**Problem statement:** All entries are to be repeated exactly as shown below.

Collected data entries:
————

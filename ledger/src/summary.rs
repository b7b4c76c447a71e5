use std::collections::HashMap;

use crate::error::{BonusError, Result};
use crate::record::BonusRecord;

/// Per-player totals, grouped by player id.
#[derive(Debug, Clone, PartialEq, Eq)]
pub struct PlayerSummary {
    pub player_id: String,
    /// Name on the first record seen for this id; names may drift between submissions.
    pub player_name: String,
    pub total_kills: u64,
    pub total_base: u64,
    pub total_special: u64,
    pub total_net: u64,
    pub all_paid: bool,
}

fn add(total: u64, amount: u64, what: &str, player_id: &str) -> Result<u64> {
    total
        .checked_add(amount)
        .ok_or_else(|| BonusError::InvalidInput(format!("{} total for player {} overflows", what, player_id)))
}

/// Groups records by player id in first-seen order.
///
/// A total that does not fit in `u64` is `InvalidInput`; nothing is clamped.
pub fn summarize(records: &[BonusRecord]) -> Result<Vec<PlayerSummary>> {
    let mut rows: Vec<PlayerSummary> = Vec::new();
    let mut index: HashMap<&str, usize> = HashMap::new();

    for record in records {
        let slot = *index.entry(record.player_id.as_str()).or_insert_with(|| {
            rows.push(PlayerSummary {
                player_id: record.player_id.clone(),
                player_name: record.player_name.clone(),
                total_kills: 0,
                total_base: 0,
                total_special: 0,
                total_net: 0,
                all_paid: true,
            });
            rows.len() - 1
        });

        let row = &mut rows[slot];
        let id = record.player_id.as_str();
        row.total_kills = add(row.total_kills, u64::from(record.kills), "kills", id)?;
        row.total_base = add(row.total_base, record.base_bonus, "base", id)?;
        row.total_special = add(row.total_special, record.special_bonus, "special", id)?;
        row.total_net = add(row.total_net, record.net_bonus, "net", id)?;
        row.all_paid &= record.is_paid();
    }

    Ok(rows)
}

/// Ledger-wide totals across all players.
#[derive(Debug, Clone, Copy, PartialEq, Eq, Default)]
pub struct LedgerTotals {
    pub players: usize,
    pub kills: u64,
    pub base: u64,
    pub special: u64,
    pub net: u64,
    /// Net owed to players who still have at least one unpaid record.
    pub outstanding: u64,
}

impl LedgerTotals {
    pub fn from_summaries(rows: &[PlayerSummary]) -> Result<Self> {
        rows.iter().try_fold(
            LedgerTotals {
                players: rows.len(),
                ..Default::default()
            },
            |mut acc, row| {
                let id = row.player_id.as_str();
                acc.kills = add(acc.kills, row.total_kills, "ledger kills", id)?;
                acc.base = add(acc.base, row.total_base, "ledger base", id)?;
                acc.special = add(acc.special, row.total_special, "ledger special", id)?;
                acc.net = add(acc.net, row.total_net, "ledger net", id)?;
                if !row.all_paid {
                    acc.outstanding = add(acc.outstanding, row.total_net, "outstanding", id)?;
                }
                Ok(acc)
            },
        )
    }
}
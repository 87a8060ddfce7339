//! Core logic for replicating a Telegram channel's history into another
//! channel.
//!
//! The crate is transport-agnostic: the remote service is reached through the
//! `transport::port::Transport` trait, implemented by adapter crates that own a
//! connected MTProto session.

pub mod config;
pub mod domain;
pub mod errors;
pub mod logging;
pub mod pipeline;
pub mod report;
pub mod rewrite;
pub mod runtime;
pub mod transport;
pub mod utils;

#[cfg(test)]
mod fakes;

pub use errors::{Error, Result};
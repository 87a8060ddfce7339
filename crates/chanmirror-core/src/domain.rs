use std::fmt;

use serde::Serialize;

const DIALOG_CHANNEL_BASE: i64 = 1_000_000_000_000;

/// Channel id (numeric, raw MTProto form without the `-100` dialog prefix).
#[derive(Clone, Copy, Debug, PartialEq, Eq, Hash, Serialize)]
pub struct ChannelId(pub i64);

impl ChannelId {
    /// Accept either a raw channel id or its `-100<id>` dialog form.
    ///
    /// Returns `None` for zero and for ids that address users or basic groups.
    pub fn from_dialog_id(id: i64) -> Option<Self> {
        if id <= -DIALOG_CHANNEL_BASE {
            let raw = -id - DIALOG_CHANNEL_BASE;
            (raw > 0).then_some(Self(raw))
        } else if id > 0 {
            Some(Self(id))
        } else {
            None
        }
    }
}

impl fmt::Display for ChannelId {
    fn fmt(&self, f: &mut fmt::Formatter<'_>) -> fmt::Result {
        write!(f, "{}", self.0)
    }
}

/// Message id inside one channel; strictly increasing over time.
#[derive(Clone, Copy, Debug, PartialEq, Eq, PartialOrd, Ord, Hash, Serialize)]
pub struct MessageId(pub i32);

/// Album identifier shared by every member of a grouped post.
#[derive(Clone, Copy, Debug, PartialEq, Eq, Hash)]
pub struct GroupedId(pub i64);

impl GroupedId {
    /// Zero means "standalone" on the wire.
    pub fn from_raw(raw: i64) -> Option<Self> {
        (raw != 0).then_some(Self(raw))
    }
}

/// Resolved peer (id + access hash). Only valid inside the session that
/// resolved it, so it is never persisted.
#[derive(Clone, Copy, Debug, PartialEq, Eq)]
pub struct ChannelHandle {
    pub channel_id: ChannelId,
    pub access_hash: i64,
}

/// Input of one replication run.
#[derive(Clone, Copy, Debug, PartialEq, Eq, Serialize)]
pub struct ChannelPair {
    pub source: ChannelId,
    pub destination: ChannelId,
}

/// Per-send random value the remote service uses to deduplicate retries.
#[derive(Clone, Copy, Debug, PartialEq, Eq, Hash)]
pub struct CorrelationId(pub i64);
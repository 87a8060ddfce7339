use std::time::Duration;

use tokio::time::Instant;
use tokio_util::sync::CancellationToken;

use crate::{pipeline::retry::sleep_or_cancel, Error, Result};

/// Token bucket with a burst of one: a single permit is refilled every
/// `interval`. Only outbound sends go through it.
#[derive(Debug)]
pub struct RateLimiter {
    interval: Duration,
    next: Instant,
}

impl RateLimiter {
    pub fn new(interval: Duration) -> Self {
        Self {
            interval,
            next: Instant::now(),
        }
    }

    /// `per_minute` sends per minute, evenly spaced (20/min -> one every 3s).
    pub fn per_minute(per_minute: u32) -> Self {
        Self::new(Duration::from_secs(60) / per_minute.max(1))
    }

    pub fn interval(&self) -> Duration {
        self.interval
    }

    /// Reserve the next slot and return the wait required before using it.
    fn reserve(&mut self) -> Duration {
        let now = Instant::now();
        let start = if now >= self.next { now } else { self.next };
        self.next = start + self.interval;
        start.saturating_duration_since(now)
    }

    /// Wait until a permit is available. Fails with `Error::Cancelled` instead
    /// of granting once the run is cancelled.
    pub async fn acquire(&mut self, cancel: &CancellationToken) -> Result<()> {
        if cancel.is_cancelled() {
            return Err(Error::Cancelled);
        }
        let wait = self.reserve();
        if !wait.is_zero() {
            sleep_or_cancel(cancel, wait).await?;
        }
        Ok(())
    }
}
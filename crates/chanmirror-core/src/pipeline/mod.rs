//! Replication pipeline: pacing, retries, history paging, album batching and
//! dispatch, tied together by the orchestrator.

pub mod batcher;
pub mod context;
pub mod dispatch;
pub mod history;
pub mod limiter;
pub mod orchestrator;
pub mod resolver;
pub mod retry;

————

**Solved problem:**
filename ledger/src/summary.rs
repository b7b4c76c447a71e5
use std::collections::HashMap;

use crate::error::{BonusError, Result};
use crate::record::BonusRecord;

/// Per-player totals, grouped by player id.
#[derive(Debug, Clone, PartialEq, Eq)]
pub struct PlayerSummary {
    pub player_id: String,
    /// Name on the first record seen for this id; names may drift between submissions.
    pub player_name: String,
    pub total_kills: u64,
    pub total_base: u64,
    pub total_special: u64,
    pub total_net: u64,
    pub all_paid: bool,
}

fn add(total: u64, amount: u64, what: &str, player_id: &str) -> Result<u64> {
    total
        .checked_add(amount)
        .ok_or_else(|| BonusError::InvalidInput(format!("{} total for player {} overflows", what, player_id)))
}

/// Groups records by player id in first-seen order.
///
/// A total that does not fit in `u64` is `InvalidInput`; nothing is clamped.
pub fn summarize(records: &[BonusRecord]) -> Result<Vec<PlayerSummary>> {
    let mut rows: Vec<PlayerSummary> = Vec::new();
    let mut index: HashMap<&str, usize> = HashMap::new();

    for record in records {
        let slot = *index.entry(record.player_id.as_str()).or_insert_with(|| {
            rows.push(PlayerSummary {
                player_id: record.player_id.clone(),
                player_name: record.player_name.clone(),
                total_kills: 0,
                total_base: 0,
                total_special: 0,
                total_net: 0,
                all_paid: true,
            });
            rows.len() - 1
        });

        let row = &mut rows[slot];
        let id = record.player_id.as_str();
        row.total_kills = add(row.total_kills, u64::from(record.kills), "kills", id)?;
        row.total_base = add(row.total_base, record.base_bonus, "base", id)?;
        row.total_special = add(row.total_special, record.special_bonus, "special", id)?;
        row.total_net = add(row.total_net, record.net_bonus, "net", id)?;
        row.all_paid &= record.is_paid();
    }

    Ok(rows)
}

/// Ledger-wide totals across all players.
#[derive(Debug, Clone, Copy, PartialEq, Eq, Default)]
pub struct LedgerTotals {
    pub players: usize,
    pub kills: u64,
    pub base: u64,
    pub special: u64,
    pub net: u64,
    /// Net owed to players who still have at least one unpaid record.
    pub outstanding: u64,
}

impl LedgerTotals {
    pub fn from_summaries(rows: &[PlayerSummary]) -> Result<Self> {
        rows.iter().try_fold(
            LedgerTotals {
                players: rows.len(),
                ..Default::default()
            },
            |mut acc, row| {
                let id = row.player_id.as_str();
                acc.kills = add(acc.kills, row.total_kills, "ledger kills", id)?;
                acc.base = add(acc.base, row.total_base, "ledger base", id)?;
                acc.special = add(acc.special, row.total_special, "ledger special", id)?;
                acc.net = add(acc.net, row.total_net, "ledger net", id)?;
                if !row.all_paid {
                    acc.outstanding = add(acc.outstanding, row.total_net, "outstanding", id)?;
                }
                Ok(acc)
            },
        )
    }
}
repository 87a8060ddfce7339
//! Core logic for replicating a Telegram channel's history into another
//! channel.
//!
//! The crate is transport-agnostic: the remote service is reached through the
//! `transport::port::Transport` trait, implemented by adapter crates that own a
//! connected MTProto session.

pub mod config;
pub mod domain;
pub mod errors;
pub mod logging;
pub mod pipeline;
pub mod report;
pub mod rewrite;
pub mod runtime;
pub mod transport;
pub mod utils;

#[cfg(test)]
mod fakes;

pub use errors::{Error, Result};
repository 87a8060ddfce7339
filename crates/chanmirror-core/src/domain.rs
use std::fmt;

use serde::Serialize;

const DIALOG_CHANNEL_BASE: i64 = 1_000_000_000_000;

/// Channel id (numeric, raw MTProto form without the `-100` dialog prefix).
#[derive(Clone, Copy, Debug, PartialEq, Eq, Hash, Serialize)]
pub struct ChannelId(pub i64);

impl ChannelId {
    /// Accept either a raw channel id or its `-100<id>` dialog form.
    ///
    /// Returns `None` for zero and for ids that address users or basic groups.
    pub fn from_dialog_id(id: i64) -> Option<Self> {
        if id <= -DIALOG_CHANNEL_BASE {
            let raw = -id - DIALOG_CHANNEL_BASE;
            (raw > 0).then_some(Self(raw))
        } else if id > 0 {
            Some(Self(id))
        } else {
            None
        }
    }
}

impl fmt::Display for ChannelId {
    fn fmt(&self, f: &mut fmt::Formatter<'_>) -> fmt::Result {
        write!(f, "{}", self.0)
    }
}

/// Message id inside one channel; strictly increasing over time.
#[derive(Clone, Copy, Debug, PartialEq, Eq, PartialOrd, Ord, Hash, Serialize)]
pub struct MessageId(pub i32);

/// Album identifier shared by every member of a grouped post.
#[derive(Clone, Copy, Debug, PartialEq, Eq, Hash)]
pub struct GroupedId(pub i64);

impl GroupedId {
    /// Zero means "standalone" on the wire.
    pub fn from_raw(raw: i64) -> Option<Self> {
        (raw != 0).then_some(Self(raw))
    }
}

/// Resolved peer (id + access hash). Only valid inside the session that
/// resolved it, so it is never persisted.
#[derive(Clone, Copy, Debug, PartialEq, Eq)]
pub struct ChannelHandle {
    pub channel_id: ChannelId,
    pub access_hash: i64,
}

/// Input of one replication run.
#[derive(Clone, Copy, Debug, PartialEq, Eq, Serialize)]
pub struct ChannelPair {
    pub source: ChannelId,
    pub destination: ChannelId,
}

/// Per-send random value the remote service uses to deduplicate retries.
#[derive(Clone, Copy, Debug, PartialEq, Eq, Hash)]
pub struct CorrelationId(pub i64);
repository 87a8060ddfce7339
use std::time::Duration;

use tokio::time::Instant;
use tokio_util::sync::CancellationToken;

use crate::{pipeline::retry::sleep_or_cancel, Error, Result};

/// Token bucket with a burst of one: a single permit is refilled every
/// `interval`. Only outbound sends go through it.
#[derive(Debug)]
pub struct RateLimiter {
    interval: Duration,
    next: Instant,
}

impl RateLimiter {
    pub fn new(interval: Duration) -> Self {
        Self {
            interval,
            next: Instant::now(),
        }
    }

    /// `per_minute` sends per minute, evenly spaced (20/min -> one every 3s).
    pub fn per_minute(per_minute: u32) -> Self {
        Self::new(Duration::from_secs(60) / per_minute.max(1))
    }

    pub fn interval(&self) -> Duration {
        self.interval
    }

    /// Reserve the next slot and return the wait required before using it.
    fn reserve(&mut self) -> Duration {
        let now = Instant::now();
        let start = if now >= self.next { now } else { self.next };
        self.next = start + self.interval;
        start.saturating_duration_since(now)
    }

    /// Wait until a permit is available. Fails with `Error::Cancelled` instead
    /// of granting once the run is cancelled.
    pub async fn acquire(&mut self, cancel: &CancellationToken) -> Result<()> {
        if cancel.is_cancelled() {
            return Err(Error::Cancelled);
        }
        let wait = self.reserve();
        if !wait.is_zero() {
            sleep_or_cancel(cancel, wait).await?;
        }
        Ok(())
    }
}
filename crates/chanmirror-core/src/pipeline/mod.rs
//! Replication pipeline: pacing, retries, history paging, album batching and
//! dispatch, tied together by the orchestrator.

pub mod batcher;
pub mod context;
pub mod dispatch;
pub mod history;
pub mod limiter;
pub mod orchestrator;
pub mod resolver;
pub mod retry;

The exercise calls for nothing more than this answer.